African-Americans are about 12% of the population but about 20% of
the poor. About 11% Americans are Hispanic and 14% of them are poor.
Few
voters are going to be moved by those numbers because they have
bought into the mythology of the "welfare queen" first
invented by Ronald Reagan. The story is about people of color who are
too lazy to work and therefore live off government handouts. In
Reagan’s story, a Chicago woman on welfare drove around in a
Cadillac and carried Gucci bags. Reagan’s story was a fiction--a
lie.
No
doubt some welfare recipients are lazy and avoid working. But that
is, of course, also true of some of the sons and daughters of the
captains of industry who don't have to work and therefore don't and
party instead. Think of Paris Hilton. But the made-up story about the
welfare queens ignores the facts about the working poor. According to
government census data 12% of people working make barely more than
$15,000 for a couple. They can survive only with food stamps and
other government assistance. A significantly larger number of working
Americans still do not earn enough to put food on the table and to
avoid being homeless.
Huffington
Post gives
us some examples of working poor families:
"Not
so long ago, Kathleen Ann had a house, vacation time, spending money
and everything else available to someone with a high-paying corporate
job. Then she was discarded in a layoff, cast into a world where she
could only find occasional part-time work. Ann now makes less than
$20,000 a year, lives in an apartment and has been forced to accept
that she is poor — a “Used-to-Have,” as she described it. “As
a ‘Used-to-Have,’ I know exactly what Corporate America,
lobbyists and politicians have taken away from me “,”she
said.
Carla
Shutak thought buying a house with her husband, who was gainfully
employed as a civil engineer, would be a wise investment. When he was
laid off in 2009, they couldn’t keep up with the mortgage payments
and their home was foreclosed on. “My
American Dream died,” she said. “Despite doing what we were
taught was right by putting 20 percent down and asking for a fixed
30-year mortgage, we were now in our 40s and starting over with
nothing.”
Monica
Simon, 24, works full time at an online advertising firm, earning
$23,000 a year after taxes. She’s still paying off her student
loans and often relies on credit cards to cover basic costs.

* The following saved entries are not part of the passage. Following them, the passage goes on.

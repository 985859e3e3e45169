//! TLS-wrapped TCP transport (§4.6), layering `rustls` over the same
//! `Protocol`/`InputBuffer`/`OutputPipe` plumbing `tcp.rs` uses for
//! plaintext connections. Each side drives its own `rustls::Connection`
//! (`ServerConnection`/`ClientConnection`): ciphertext moves through the
//! raw socket via `read_tls`/`write_tls` and `process_new_packets`, while
//! application bytes flow through rustls's own reader/writer once the
//! handshake completes.

use std::fs::File;
use std::io::{self, BufReader, ErrorKind, Read, Write};
use std::net::SocketAddr;
use std::path::Path;
use std::rc::Rc;
use std::sync::Arc;

use mio::net::{TcpListener, TcpStream};
use mio::{Interest, Token};
use rustls::{Certificate, ClientConfig, ClientConnection, PrivateKey, ServerConfig, ServerConnection, ServerName};

use crate::actor::{Actor, ActorContext};
use crate::error::CoreError;
use crate::event::{CoreOps, Readiness};

use super::protocol::{pump, InputBuffer, OutputPipe, Protocol};
use super::tcp::DisconnectReason;

/// Which side of the handshake a connection is driving. Both sides pump
/// identically once the session is established; this is kept only for
/// diagnostics.
#[derive(Debug, Clone, Copy, PartialEq, Eq)]
pub enum TlsRole {
    Server,
    Client,
}

enum Session {
    Server(ServerConnection),
    Client(ClientConnection),
}

impl Session {
    fn role(&self) -> TlsRole {
        match self {
            Session::Server(_) => TlsRole::Server,
            Session::Client(_) => TlsRole::Client,
        }
    }

    fn read_tls(&mut self, rd: &mut dyn Read) -> io::Result<usize> {
        match self {
            Session::Server(c) => c.read_tls(rd),
            Session::Client(c) => c.read_tls(rd),
        }
    }

    fn write_tls(&mut self, wr: &mut dyn Write) -> io::Result<usize> {
        match self {
            Session::Server(c) => c.write_tls(wr),
            Session::Client(c) => c.write_tls(wr),
        }
    }

    fn process_new_packets(&mut self) -> Result<(), rustls::Error> {
        let result = match self {
            Session::Server(c) => c.process_new_packets().map(|_| ()),
            Session::Client(c) => c.process_new_packets().map(|_| ()),
        };
        result
    }

    fn wants_write(&self) -> bool {
        match self {
            Session::Server(c) => c.wants_write(),
            Session::Client(c) => c.wants_write(),
        }
    }

    fn reader(&mut self) -> rustls::Reader<'_> {
        match self {
            Session::Server(c) => c.reader(),
            Session::Client(c) => c.reader(),
        }
    }

    fn writer(&mut self) -> rustls::Writer<'_> {
        match self {
            Session::Server(c) => c.writer(),
            Session::Client(c) => c.writer(),
        }
    }
}

struct TlsConnection<P: Protocol> {
    stream: TcpStream,
    session: Session,
    protocol: P,
    input: InputBuffer,
    output: OutputPipe,
    on_disconnect: Box<dyn FnMut(&mut dyn CoreOps, u64, DisconnectReason, TlsRole)>,
}

impl<P: Protocol> TlsConnection<P> {
    fn drive(&mut self, readiness: Readiness, core: &mut dyn CoreOps, token: Token) -> bool {
        if readiness.readable {
            loop {
                match self.session.read_tls(&mut self.stream) {
                    Ok(0) => {
                        (self.on_disconnect)(core, token.0 as u64, DisconnectReason::Eof, self.session.role());
                        return false;
                    }
                    Ok(_) => {}
                    Err(e) if e.kind() == ErrorKind::WouldBlock => break,
                    Err(e) => {
                        let kind = e.kind();
                        let err = CoreError::Io {
                            connection_id: token.0 as u64,
                            source: e,
                        };
                        tracing::debug!(%err, "tls read failed");
                        (self.on_disconnect)(core, token.0 as u64, DisconnectReason::Error(kind), self.session.role());
                        return false;
                    }
                }
            }

            if let Err(e) = self.session.process_new_packets() {
                let err = CoreError::ProtocolError {
                    connection_id: token.0 as u64,
                    reason: e.to_string(),
                };
                tracing::warn!(%err, "tls handshake/record error");
                (self.on_disconnect)(core, token.0 as u64, DisconnectReason::Error(ErrorKind::InvalidData), self.session.role());
                return false;
            }

            let mut buf = [0u8; 8192];
            loop {
                match self.session.reader().read(&mut buf) {
                    Ok(0) => break,
                    Ok(n) => self.input.extend(&buf[..n]),
                    Err(e) if e.kind() == ErrorKind::WouldBlock => break,
                    Err(e) => {
                        let kind = e.kind();
                        let err = CoreError::Io {
                            connection_id: token.0 as u64,
                            source: e,
                        };
                        tracing::debug!(%err, "tls application read failed");
                        (self.on_disconnect)(core, token.0 as u64, DisconnectReason::Error(kind), self.session.role());
                        return false;
                    }
                }
            }
            if let Err(reason) = pump(&mut self.protocol, &mut self.input, &mut self.output) {
                let err = CoreError::ProtocolError {
                    connection_id: token.0 as u64,
                    reason,
                };
                tracing::debug!(%err, "closing tls connection");
                self.output.clear();
                (self.on_disconnect)(core, token.0 as u64, DisconnectReason::Error(ErrorKind::InvalidData), self.session.role());
                return false;
            }
        }

        if !self.output.is_empty() {
            if let Ok(written) = self.session.writer().write(self.output.pending()) {
                self.output.advance(written);
            }
        }

        while self.session.wants_write() {
            match self.session.write_tls(&mut self.stream) {
                Ok(0) => break,
                Ok(_) => {}
                Err(e) if e.kind() == ErrorKind::WouldBlock => break,
                Err(e) => {
                    let kind = e.kind();
                    let err = CoreError::Io {
                        connection_id: token.0 as u64,
                        source: e,
                    };
                    tracing::debug!(%err, "tls write failed");
                    (self.on_disconnect)(core, token.0 as u64, DisconnectReason::Error(kind), self.session.role());
                    self.output.clear();
                    return false;
                }
            }
        }

        true
    }
}

fn accept_connection<P, F, D>(
    core: &mut dyn CoreOps,
    mut stream: TcpStream,
    config: &Arc<ServerConfig>,
    make_protocol: &F,
    make_disconnect_handler: &D,
) where
    P: Protocol + 'static,
    F: Fn() -> P,
    D: Fn() -> Box<dyn FnMut(&mut dyn CoreOps, u64, DisconnectReason, TlsRole)>,
{
    let session = match ServerConnection::new(Arc::clone(config)) {
        Ok(session) => Session::Server(session),
        Err(e) => {
            tracing::warn!(error = %e, "failed to start tls server session");
            return;
        }
    };

    let token = core.reserve_io_token();
    if let Err(e) = core
        .io_registry()
        .register(&mut stream, token, Interest::READABLE | Interest::WRITABLE)
    {
        tracing::warn!(error = %e, "failed to register accepted tls connection");
        return;
    }

    let mut connection = TlsConnection {
        stream,
        session,
        protocol: make_protocol(),
        input: InputBuffer::new(),
        output: OutputPipe::new(),
        on_disconnect: make_disconnect_handler(),
    };

    let installed = core.insert_io_source(Box::new(move |readiness, core| {
        if !connection.drive(readiness, core, token) {
            core.remove_io_source(token);
        }
    }));
    debug_assert_eq!(installed, token);
}

/// Bind a TLS listener at `addr`, handshaking every accepted connection as
/// a server with `config` before handing it to `make_protocol`.
pub(crate) fn listen_tls<P, F, D>(
    core: &mut dyn CoreOps,
    addr: SocketAddr,
    config: Arc<ServerConfig>,
    make_protocol: F,
    make_disconnect_handler: D,
) -> io::Result<Token>
where
    P: Protocol + 'static,
    F: Fn() -> P + 'static,
    D: Fn() -> Box<dyn FnMut(&mut dyn CoreOps, u64, DisconnectReason, TlsRole)> + 'static,
{
    let token = core.reserve_io_token();
    let mut listener = TcpListener::bind(addr)?;
    core.io_registry().register(&mut listener, token, Interest::READABLE)?;

    let installed = core.insert_io_source(Box::new(move |_readiness, core| loop {
        match listener.accept() {
            Ok((stream, _peer)) => accept_connection(
                core,
                stream,
                &config,
                &make_protocol,
                &make_disconnect_handler,
            ),
            Err(e) if e.kind() == ErrorKind::WouldBlock => break,
            Err(e) => {
                tracing::warn!(error = %e, "tls accept failed");
                break;
            }
        }
    }));
    debug_assert_eq!(installed, token);
    Ok(token)
}

/// Open an outbound TLS connection to `addr`, handshaking as a client
/// against `server_name` under `config`.
pub(crate) fn connect_tls<P, D>(
    core: &mut dyn CoreOps,
    addr: SocketAddr,
    config: Arc<ClientConfig>,
    server_name: ServerName,
    protocol: P,
    make_disconnect_handler: D,
) -> io::Result<Token>
where
    P: Protocol + 'static,
    D: Fn() -> Box<dyn FnMut(&mut dyn CoreOps, u64, DisconnectReason, TlsRole)> + 'static,
{
    let session = ClientConnection::new(config, server_name)
        .map_err(|e| io::Error::new(ErrorKind::InvalidInput, e))?;

    let token = core.reserve_io_token();
    let mut stream = TcpStream::connect(addr)?;
    core.io_registry()
        .register(&mut stream, token, Interest::READABLE | Interest::WRITABLE)?;

    let mut connection = TlsConnection {
        stream,
        session: Session::Client(session),
        protocol,
        input: InputBuffer::new(),
        output: OutputPipe::new(),
        on_disconnect: make_disconnect_handler(),
    };

    let installed = core.insert_io_source(Box::new(move |readiness, core| {
        if !connection.drive(readiness, core, token) {
            core.remove_io_source(token);
        }
    }));
    debug_assert_eq!(installed, token);
    Ok(token)
}

/// Load a PEM certificate chain from `path`, for building a [`ServerConfig`].
pub fn load_certs(path: impl AsRef<Path>) -> io::Result<Vec<Certificate>> {
    let mut reader = BufReader::new(File::open(path)?);
    let raw = rustls_pemfile::certs(&mut reader)?;
    Ok(raw.into_iter().map(Certificate).collect())
}

/// Load a PEM PKCS8 private key from `path`, for building a [`ServerConfig`].
pub fn load_private_key(path: impl AsRef<Path>) -> io::Result<PrivateKey> {
    let mut reader = BufReader::new(File::open(path)?);
    let mut keys = rustls_pemfile::pkcs8_private_keys(&mut reader)?;
    keys.pop()
        .map(PrivateKey)
        .ok_or_else(|| io::Error::new(ErrorKind::InvalidData, "no private key found in file"))
}

impl<'a, A: Actor> ActorContext<'a, A> {
    /// Bind a TLS listener on this actor's core.
    pub fn listen_tls<P, F, D>(
        &mut self,
        addr: SocketAddr,
        config: Arc<ServerConfig>,
        make_protocol: F,
        on_disconnect: D,
    ) -> io::Result<Token>
    where
        P: Protocol + 'static,
        F: Fn() -> P + 'static,
        D: Fn() -> Box<dyn FnMut(&mut A, &mut ActorContext<'_, A>, u64, DisconnectReason, TlsRole)> + 'static,
        A: 'static,
    {
        let id = self.id();
        let handle = self.self_handle();
        let make_disconnect_handler = move || {
            let handle = Rc::clone(&handle);
            let mut body = on_disconnect();
            Box::new(move |core: &mut dyn CoreOps, conn_id: u64, reason: DisconnectReason, role: TlsRole| {
                let mut ctx = ActorContext::new(id, core, Rc::clone(&handle));
                let mut actor = handle.borrow_mut();
                body(&mut actor, &mut ctx, conn_id, reason, role);
            }) as Box<dyn FnMut(&mut dyn CoreOps, u64, DisconnectReason, TlsRole)>
        };
        listen_tls(self.raw_core(), addr, config, make_protocol, make_disconnect_handler)
    }

    /// Open an outbound TLS connection from this actor's core.
    pub fn connect_tls<P, D>(
        &mut self,
        addr: SocketAddr,
        config: Arc<ClientConfig>,
        server_name: ServerName,
        protocol: P,
        on_disconnect: D,
    ) -> io::Result<Token>
    where
        P: Protocol + 'static,
        D: Fn() -> Box<dyn FnMut(&mut A, &mut ActorContext<'_, A>, u64, DisconnectReason, TlsRole)> + 'static,
        A: 'static,
    {
        let id = self.id();
        let handle = self.self_handle();
        let make_disconnect_handler = move || {
            let handle = Rc::clone(&handle);
            let mut body = on_disconnect();
            Box::new(move |core: &mut dyn CoreOps, conn_id: u64, reason: DisconnectReason, role: TlsRole| {
                let mut ctx = ActorContext::new(id, core, Rc::clone(&handle));
                let mut actor = handle.borrow_mut();
                body(&mut actor, &mut ctx, conn_id, reason, role);
            }) as Box<dyn FnMut(&mut dyn CoreOps, u64, DisconnectReason, TlsRole)>
        };
        connect_tls(self.raw_core(), addr, config, server_name, protocol, make_disconnect_handler)
    }
}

“Sometimes I get paid and then I have, maybe, $150 left over for
the two weeks,” she said. “I
just feel I’m getting way behind where I want to be for my age. I
feel I’m just starting my life and I’m already miles and miles
behind.”
A
significant portion of the poor who will lose their health insurance
are actually working. It is just that their jobs pay little, and
their hours are quite unsteady and unpredictable. The new proposed
health care bills favor the young and those who earn more than
$50,000 a year. It penalizes the poor, regardless of whether they
work or not.
This
is blatantly unfair.
“What
is fair? Everybody has their own idea of fairness.” Many people
think that but they are quite wrong. When they take their children to
baseball or football games they know when the umpire is unfair, when
he or she does not apply the rules in the same way to both teams. There is
no argument about fairness there. The same idea of fairness was
involved in the Inflatagate scandal. It would not be fair if one
team’s footballs were inflated to a different hardness than that of
the other. The same idea of fairness forbids insider-trading. It is
unfair for one person to have information not available to others.
There are many more examples. Fairness means that prevailing rules
are applied evenly to everyone.
Applying
different rules about health insurance to the poor than to the
remainder of the people is unfair.
But
in American politics fairness does not seem to count for much. No one
in Congress seems to worry much that the rules applying to the
well-to-do do not apply to the poor.
At
this point many people will try to blame the poor for their
mistreatment. If they had done better in school, if they had gone to
college, they would not be under-or-unemployed, they would not work
at minimum wage jobs.
It
may be true that if the people who are now among the working poor had
managed to get more education, they would have a better income,
although today some college graduates are selling cups of coffee at
Dunkin' Donuts. But the fact remains that there are jobs that don't
pay enough for people to live on their earnings and someone will do
those jobs. Regardless of who gets an education and doesn't, 12% of
American workers earn way below the poverty line and someone is going
to do those jobs and be really poor in spite of working hard. These
are the people who are going to lose their health insurance under the
new proposed health care law.
There
is no way of defending that uneven application of rules as fair.
Congress
and the US government do not care about fairness. Our system is designed to favor the rich.